This is bad not only for global caffeination but also for small Central American farmers.
In the next 24 hours, the world will guzzle 1.6 billion cups of coffee, the most popular beverage on the planet besides water and tea. It’s big business, too: Global coffee exports totaled $28.6 billion in 2013—after oil, it is the world’s most traded commodity.
But there’s something else that likes coffee even more than humans: Hemileia vastatrix, better known as coffee rust or roya disease. It’s a fungal parasite that survives on coffee tree leaves, and in the 2012-13 crop year alone, it caused nearly $499 million in losses (pdf, p.3) among Central American coffee growers.
Worse, big swings in weather resulting from climate change are hastening the spread of this fungus, reports National Geographic, and causing epic droughts on plantations elsewhere in the region. The devastating double-whammy of climate and disease could wipe out as much as two-fifths of Central America’s coffee crop.
Most likely originating in East Africa, coffee rust infects the leaves of the coffee plant, speckling them with pale yellow spots that scramble photosynthesis, leaving the plant unable to breathe. The fungus first arrived in the Western Hemisphere in the 1970s, when it suffocated more than half of Central America’s crops, spreading both by wind and on the clothes of migrant workers.

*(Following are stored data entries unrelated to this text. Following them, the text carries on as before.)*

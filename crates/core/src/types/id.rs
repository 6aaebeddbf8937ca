//! Newtype IDs for type-safe entity references.
//!
//! Use the `define_id!` macro to create type-safe ID wrappers that prevent
//! accidentally mixing IDs from different entity types.

/// Macro to define a type-safe ID wrapper.
///
/// Creates a newtype wrapper around `i32` with:
/// - `Serialize`/`Deserialize` with `#[serde(transparent)]`
/// - `Debug`, `Clone`, `Copy`, `PartialEq`, `Eq`, `Hash`
/// - Conversion methods: `new()`, `as_i32()`
/// - `From<i32>` and `Into<i32>` implementations
/// - `sqlx` `Type`, `Encode`, and `Decode` implementations (with `postgres` feature)
///
/// # Example
///
/// ```rust
/// # use tidi_core::define_id;
/// define_id!(UserId);
/// define_id!(WorkspaceId);
///
/// let user_id = UserId::new(1);
/// let workspace_id = WorkspaceId::new(1);
///
/// // These are different types, so this won't compile:
/// // let _: UserId = workspace_id;
/// ```
#[macro_export]
macro_rules! define_id {
    ($name:ident) => {
        #[derive(
            Debug,
            Clone,
            Copy,
            PartialEq,
            Eq,
            Hash,
            ::serde::Serialize,
            ::serde::Deserialize
        )]
        #[serde(transparent)]
        pub struct $name(i32);

        impl $name {
            /// Create a new ID from an i32 value.
            #[must_use]
            pub const fn new(id: i32) -> Self {
                Self(id)
            }

            /// Get the underlying i32 value.
            #[must_use]
            pub const fn as_i32(&self) -> i32 {
                self.0
            }
        }

        impl ::core::fmt::Display for $name {
            fn fmt(&self, f: &mut ::core::fmt::Formatter<'_>) -> ::core::fmt::Result {
                write!(f, "{}", self.0)
            }
        }

        impl From<i32> for $name {
            fn from(id: i32) -> Self {
                Self(id)
            }
        }

        impl From<$name> for i32 {
            fn from(id: $name) -> Self {
                id.0
            }
        }

        #[cfg(feature = "postgres")]
        impl ::sqlx::Type<::sqlx::Postgres> for $name {
            fn type_info() -> ::sqlx::postgres::PgTypeInfo {
                <i32 as ::sqlx::Type<::sqlx::Postgres>>::type_info()
            }

            fn compatible(ty: &::sqlx::postgres::PgTypeInfo) -> bool {
                <i32 as ::sqlx::Type<::sqlx::Postgres>>::compatible(ty)
            }
        }

        #[cfg(feature = "postgres")]
        impl<'r> ::sqlx::Decode<'r, ::sqlx::Postgres> for $name {
            fn decode(
                value: ::sqlx::postgres::PgValueRef<'r>,
            ) -> ::core::result::Result<Self, ::sqlx::error::BoxDynError> {
                let id = <i32 as ::sqlx::Decode<::sqlx::Postgres>>::decode(value)?;
                Ok(Self(id))
            }
        }

        #[cfg(feature = "postgres")]
        impl ::sqlx::Encode<'_, ::sqlx::Postgres> for $name {
            fn encode_by_ref(
                &self,
                buf: &mut ::sqlx::postgres::PgArgumentBuffer,
            ) -> ::std::result::Result<::sqlx::encode::IsNull, ::sqlx::error::BoxDynError> {
                <i32 as ::sqlx::Encode<::sqlx::Postgres>>::encode_by_ref(&self.0, buf)
            }
        }
    };
}

// Entity IDs
define_id!(UserId);
define_id!(WorkspaceId);
define_id!(AddressId);
define_id!(ProductId);
define_id!(ServiceId);
define_id!(SignInCodeId);
//! Delivery of one-time sign-in codes.

use thiserror::Error;

use tidi_core::Email;

#[derive(Debug, Error)]
#[error("{0}")]
pub struct DeliveryError(pub String);

/// Sends a freshly issued sign-in code to its owner.
pub trait CodeDelivery: Send + Sync {
    /// # Errors
    ///
    /// Returns `DeliveryError` if the code could not be handed off.
    fn deliver(&self, email: &Email, code: &str) -> Result<(), DeliveryError>;
}

/// Writes codes to the log. Used until an email provider is wired in.
#[derive(Debug, Clone, Copy, Default)]
pub struct TracingCodeDelivery;

impl CodeDelivery for TracingCodeDelivery {
    fn deliver(&self, email: &Email, code: &str) -> Result<(), DeliveryError> {
        tracing::info!(email = %email, "sign-in code issued");
        tracing::debug!(email = %email, code, "sign-in code value");
        Ok(())
    }
}
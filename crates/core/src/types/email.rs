//! Email address type.

use core::fmt;

use serde::{Deserialize, Serialize};

/// Errors that can occur when parsing an [`Email`].
#[derive(thiserror::Error, Debug, Clone, PartialEq, Eq)]
pub enum EmailError {
    /// The input string is empty.
    #[error("email cannot be empty")]
    Empty,
    /// The input string is too long.
    #[error("email must be at most {max} characters")]
    TooLong {
        /// Maximum allowed length.
        max: usize,
    },
    /// The input does not contain an @ symbol.
    #[error("email must contain an @ symbol")]
    MissingAtSymbol,
    /// The local part (before @) is empty.
    #[error("email local part cannot be empty")]
    EmptyLocalPart,
    /// The domain part (after @) is empty.
    #[error("email domain cannot be empty")]
    EmptyDomain,
    /// The input contains whitespace inside the address.
    #[error("email cannot contain whitespace")]
    ContainsWhitespace,
}

/// A normalized email address.
///
/// Sign-in looks users up by email, so addresses are stored trimmed and
/// lowercased. `Joao@Example.com ` and `joao@example.com` are the same user.
///
/// ## Examples
///
/// ```
/// use tidi_core::Email;
///
/// let email = Email::parse("  Owner@Company.com ").unwrap();
/// assert_eq!(email.as_str(), "owner@company.com");
///
/// assert!(Email::parse("").is_err());
/// assert!(Email::parse("no-at-symbol").is_err());
/// assert!(Email::parse("@company.com").is_err());
/// assert!(Email::parse("owner@").is_err());
/// ```
#[derive(Debug, Clone, Serialize, Deserialize, PartialEq, Eq, Hash)]
#[serde(try_from = "String", into = "String")]
pub struct Email(String);

impl Email {
    /// Maximum length of an email address (RFC 5321).
    pub const MAX_LENGTH: usize = 254;

    /// Parse and normalize an `Email`.
    ///
    /// # Errors
    ///
    /// Returns an error if the trimmed input is empty, longer than 254
    /// characters, contains inner whitespace, has no `@`, or has an empty
    /// local part or domain.
    pub fn parse(s: &str) -> Result<Self, EmailError> {
        let s = s.trim();
        if s.is_empty() {
            return Err(EmailError::Empty);
        }

        if s.len() > Self::MAX_LENGTH {
            return Err(EmailError::TooLong {
                max: Self::MAX_LENGTH,
            });
        }

        if s.chars().any(char::is_whitespace) {
            return Err(EmailError::ContainsWhitespace);
        }

        let (local, domain) = s.split_once('@').ok_or(EmailError::MissingAtSymbol)?;
        if local.is_empty() {
            return Err(EmailError::EmptyLocalPart);
        }
        if domain.is_empty() {
            return Err(EmailError::EmptyDomain);
        }

        Ok(Self(s.to_lowercase()))
    }

    /// Returns the email address as a string slice.
    #[must_use]
    pub fn as_str(&self) -> &str {
        &self.0
    }

    /// Returns the domain part of the email (after the @).
    #[must_use]
    pub fn domain(&self) -> &str {
        self.0.split_once('@').map_or("", |(_, domain)| domain)
    }
}

impl fmt::Display for Email {
    fn fmt(&self, f: &mut fmt::Formatter<'_>) -> fmt::Result {
        f.write_str(&self.0)
    }
}

impl std::str::FromStr for Email {
    type Err = EmailError;

    fn from_str(s: &str) -> Result<Self, Self::Err> {
        Self::parse(s)
    }
}

impl TryFrom<String> for Email {
    type Error = EmailError;

    fn try_from(value: String) -> Result<Self, Self::Error> {
        Self::parse(&value)
    }
}

impl From<Email> for String {
    fn from(email: Email) -> Self {
        email.0
    }
}

impl AsRef<str> for Email {
    fn as_ref(&self) -> &str {
        &self.0
    }
}

#[cfg(feature = "postgres")]
impl sqlx::Type<sqlx::Postgres> for Email {
    fn type_info() -> sqlx::postgres::PgTypeInfo {
        <String as sqlx::Type<sqlx::Postgres>>::type_info()
    }

    fn compatible(ty: &sqlx::postgres::PgTypeInfo) -> bool {
        <String as sqlx::Type<sqlx::Postgres>>::compatible(ty)
    }
}

#[cfg(feature = "postgres")]
impl<'r> sqlx::Decode<'r, sqlx::Postgres> for Email {
    fn decode(value: sqlx::postgres::PgValueRef<'r>) -> Result<Self, sqlx::error::BoxDynError> {
        let s = <String as sqlx::Decode<sqlx::Postgres>>::decode(value)?;
        Ok(Self::parse(&s)?)
    }
}

#[cfg(feature = "postgres")]
impl sqlx::Encode<'_, sqlx::Postgres> for Email {
    fn encode_by_ref(
        &self,
        buf: &mut sqlx::postgres::PgArgumentBuffer,
    ) -> Result<sqlx::encode::IsNull, sqlx::error::BoxDynError> {
        <String as sqlx::Encode<sqlx::Postgres>>::encode_by_ref(&self.0, buf)
    }
}
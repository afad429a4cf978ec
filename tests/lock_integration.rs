mod common;

use chrono::Duration;
use common::*;

#[test]
fn test_key_lifecycle() {
    let f = Fixture::new();
    assert_eq!(f.lock.status().unwrap(), LockStatus::Setup);

    let owner = f.owner();
    assert_eq!(f.lock.status().unwrap(), LockStatus::Unlock);

    let guest = f.invite(&owner, "Guest", Permission::Anytime);
    f.lock
        .unlock(&guest.unlock(UnlockAction::Default).unwrap())
        .unwrap();
    f.tick();

    let keys = f.lock.authorization_store().keys().unwrap();
    assert_eq!(keys.len(), 2);
    assert!(f.lock.authorization_store().new_keys().unwrap().is_empty());

    let remove = owner
        .remove_key(guest.credentials().id, KeyType::Key)
        .unwrap();
    f.lock.remove_key(&remove).unwrap();
    f.tick();

    assert!(matches!(
        f.lock.unlock(&guest.unlock(UnlockAction::Default).unwrap()),
        Err(LockError::UnknownKey(id)) if id == guest.credentials().id
    ));

    let types: Vec<LockEventType> = f
        .lock
        .event_store()
        .fetch(&FetchRequest::default())
        .unwrap()
        .iter()
        .map(|event| event.event_type())
        .collect();
    assert_eq!(
        types,
        vec![
            LockEventType::RemoveKey,
            LockEventType::Unlock,
            LockEventType::ConfirmNewKey,
            LockEventType::CreateNewKey,
            LockEventType::Setup,
        ]
    );
}

#[test]
fn test_characteristic_writes() {
    let f = Fixture::new();
    let (setup, owner) =
        LockClient::setup(f.lock.id(), &f.setup_secret, f.clock.clone()).unwrap();
    assert!(write(&f.lock, LockCharacteristic::Setup, &setup)
        .unwrap()
        .is_empty());

    let information =
        LockInformation::from_bytes(&f.lock.read(LockCharacteristic::Information).unwrap())
            .unwrap();
    assert_eq!(information.id, f.lock.id());
    assert_eq!(information.status, LockStatus::Unlock);
    assert!(information.unlock_actions.contains(UnlockAction::Default));

    let unlock = owner.unlock(UnlockAction::Default).unwrap();
    assert!(write(&f.lock, LockCharacteristic::Unlock, &unlock)
        .unwrap()
        .is_empty());

    // a write to the wrong characteristic is undecodable
    assert!(matches!(
        write(&f.lock, LockCharacteristic::Setup, &unlock),
        Err(LockError::InvalidData(_))
    ));
}

#[test]
fn test_setup_only_once() {
    let f = Fixture::new();
    let _owner = f.owner();
    let (again, _) = LockClient::setup(f.lock.id(), &f.setup_secret, f.clock.clone()).unwrap();
    assert!(matches!(
        f.lock.setup(&again),
        Err(LockError::CouldNotComplete(_))
    ));
    assert_eq!(f.lock.authorization_store().keys().unwrap().len(), 1);
}

#[test]
fn test_non_administrator_cannot_manage_keys() {
    let f = Fixture::new();
    let owner = f.owner();
    let guest = f.invite(&owner, "Guest", Permission::Anytime);

    let (create, _) = guest
        .create_new_key("Friend", Permission::Anytime, f.clock.now() + Duration::days(1))
        .unwrap();
    let err = f.lock.create_new_key(&create).unwrap_err();
    assert!(err.is_authorization_error());

    let remove = guest
        .remove_key(owner.credentials().id, KeyType::Key)
        .unwrap();
    assert!(matches!(
        f.lock.remove_key(&remove),
        Err(LockError::NotAuthorized { .. })
    ));

    assert!(matches!(
        f.lock.list_keys(&guest.list_keys().unwrap()),
        Err(LockError::NotAuthorized { .. })
    ));
    assert!(f.lock.authorization_store().new_keys().unwrap().is_empty());
}

#[test]
fn test_admin_may_invite_but_not_grant_owner() {
    let f = Fixture::new();
    let owner = f.owner();
    let admin = f.invite(&owner, "Manager", Permission::Admin);
    let _cleaner = f.invite(&admin, "Cleaner", Permission::Anytime);

    let (create, _) = admin
        .create_new_key("Co-owner", Permission::Owner, f.clock.now() + Duration::days(1))
        .unwrap();
    assert!(matches!(
        f.lock.create_new_key(&create),
        Err(LockError::NotAuthorized { .. })
    ));
    assert_eq!(f.lock.authorization_store().keys().unwrap().len(), 3);
}

#[test]
fn test_owner_key_cannot_be_removed() {
    let f = Fixture::new();
    let owner = f.owner();
    let admin = f.invite(&owner, "Manager", Permission::Admin);

    let remove = admin
        .remove_key(owner.credentials().id, KeyType::Key)
        .unwrap();
    assert!(matches!(
        f.lock.remove_key(&remove),
        Err(LockError::NotAuthorized { .. })
    ));
    f.lock
        .unlock(&owner.unlock(UnlockAction::Default).unwrap())
        .unwrap();
}

#[test]
fn test_expired_invitation() {
    let f = Fixture::new();
    let owner = f.owner();
    let (create, invitation) = owner
        .create_new_key("Late", Permission::Anytime, f.clock.now() + Duration::hours(1))
        .unwrap();
    f.lock.create_new_key(&create).unwrap();

    f.clock.advance(Duration::hours(2));
    let (confirm, _) = invitation.confirm(&f.clock).unwrap();
    assert!(matches!(
        f.lock.confirm_new_key(&confirm),
        Err(LockError::Expired(id)) if id == invitation.key.id
    ));
    assert!(f
        .lock
        .authorization_store()
        .new_key(&invitation.key.id)
        .unwrap()
        .is_some());
}

#[test]
fn test_invitation_expiration_must_be_in_future() {
    let f = Fixture::new();
    let owner = f.owner();
    let (create, _) = owner
        .create_new_key("Past", Permission::Anytime, f.clock.now())
        .unwrap();
    assert!(matches!(
        f.lock.create_new_key(&create),
        Err(LockError::CouldNotComplete(_))
    ));
}

#[test]
fn test_invitation_confirms_once() {
    let f = Fixture::new();
    let owner = f.owner();
    let (create, invitation) = owner
        .create_new_key("Guest", Permission::Anytime, f.clock.now() + Duration::days(1))
        .unwrap();
    f.lock.create_new_key(&create).unwrap();

    let (confirm, credentials) = invitation.confirm(&f.clock).unwrap();
    let key = f.lock.confirm_new_key(&confirm).unwrap();
    assert_eq!(key.id, credentials.id);
    assert_eq!(key.name, "Guest");

    f.tick();
    let (again, _) = invitation.confirm(&f.clock).unwrap();
    assert!(matches!(
        f.lock.confirm_new_key(&again),
        Err(LockError::UnknownKey(_))
    ));

    // the temporary secret is not a key secret
    let impostor = f.client(KeyCredentials::new(credentials.id, invitation.secret.clone()));
    assert!(matches!(
        f.lock.unlock(&impostor.unlock(UnlockAction::Default).unwrap()),
        Err(LockError::InvalidAuthentication)
    ));
    let invitee = f.client(credentials);
    f.lock
        .unlock(&invitee.unlock(UnlockAction::Default).unwrap())
        .unwrap();
}

#[test]
fn test_remove_pending_invitation() {
    let f = Fixture::new();
    let owner = f.owner();
    let (create, invitation) = owner
        .create_new_key("Guest", Permission::Anytime, f.clock.now() + Duration::days(1))
        .unwrap();
    f.lock.create_new_key(&create).unwrap();
    f.tick();

    // removing it as a confirmed key does nothing
    let wrong_type = owner
        .remove_key(invitation.key.id, KeyType::Key)
        .unwrap();
    assert!(matches!(
        f.lock.remove_key(&wrong_type),
        Err(LockError::UnknownKey(_))
    ));

    let remove = owner
        .remove_key(invitation.key.id, KeyType::NewKey)
        .unwrap();
    f.lock.remove_key(&remove).unwrap();

    let (confirm, _) = invitation.confirm(&f.clock).unwrap();
    assert!(matches!(
        f.lock.confirm_new_key(&confirm),
        Err(LockError::UnknownKey(_))
    ));
}

#[test]
fn test_unlock_actions_follow_config() {
    let config = LockConfig {
        unlock_actions: vec![UnlockAction::Default, UnlockAction::Button],
        ..LockConfig::default()
    };
    let f = Fixture::with_config(config);
    let owner = f.owner();
    f.lock
        .unlock(&owner.unlock(UnlockAction::Button).unwrap())
        .unwrap();

    let f = Fixture::new();
    let owner = f.owner();
    let err = f
        .lock
        .unlock(&owner.unlock(UnlockAction::Button).unwrap())
        .unwrap_err();
    assert!(matches!(err, LockError::CouldNotComplete(_)));
}

#[test]
fn test_wrong_secret_is_rejected() {
    let f = Fixture::new();
    let owner = f.owner();
    let forged = f.client(KeyCredentials::new(
        owner.credentials().id,
        KeyData::generate(),
    ));
    assert!(matches!(
        f.lock.unlock(&forged.unlock(UnlockAction::Default).unwrap()),
        Err(LockError::InvalidAuthentication)
    ));
    let (create, _) = forged
        .create_new_key("Guest", Permission::Anytime, f.clock.now() + Duration::days(1))
        .unwrap();
    assert!(matches!(
        f.lock.create_new_key(&create),
        Err(LockError::InvalidAuthentication)
    ));
    assert_eq!(f.lock.event_store().len().unwrap(), 1);
}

Scientists eventually came up with rust-resistant coffee species. But those commercial crops are stuck with a limited range of genes, while rust keeps evolving, expanding its range. In evolutionary terms, the coffee plants can’t keep up.
And in 2010, rust bounced back in a more aggressive form, this time in Guatemala and Colombia. By 2013, the fungus infected three-quarters of El Salvador’s crops, and more than two-thirds of Guatemala’s and Costa Rica’s. Not only Guatemala, but Honduras and Costa Rica have since declared national emergencies to free up funds for pesticides.
One reason for the fungus’ return is that rust spores need a lot of moisture to grow—around a day or two of continuous rain or heavy dew. While those conditions normally exist only during the rainy season, climate variation—the term for dramatic changes in weather that have intensified in recent years—means downpours are happening more frequently. Tellingly, 2010 was an unusually wet year in Central America (pdf, p.8). Climate variation is also responsible for the drought that’s devastated the coffee crop of Brazil, one of the world’s biggest suppliers.
Weird weather isn’t the only problem tethered to climate change; so is global warming. Hotter temperatures are a particular menace to Arabica, a type of coffee that makes up seven-tenths of global coffee production and requires cool climes to grow. A recent study predicted that by 2080, global warming would make two-thirds of current farms too hot to grow Arabica—and that is the best-case scenario.
Warmer weather is also allowing rust to attack at higher altitudes, and is accelerating the spread of a slew of other coffee parasites. For instance, research in Ethiopia, the cradle of coffee civilization, found that an insect called the coffee berry borer struggled to reproduce in low temperatures. Once things warmed up, the borers could be grandparents within a year.
This is bad not only for global caffeination but also for small Central American farmers, millions of whom depend on coffee for their livelihoods. In Guatemala alone, the blight robbed coffee farmers of up to three-fifths of their income in 2013.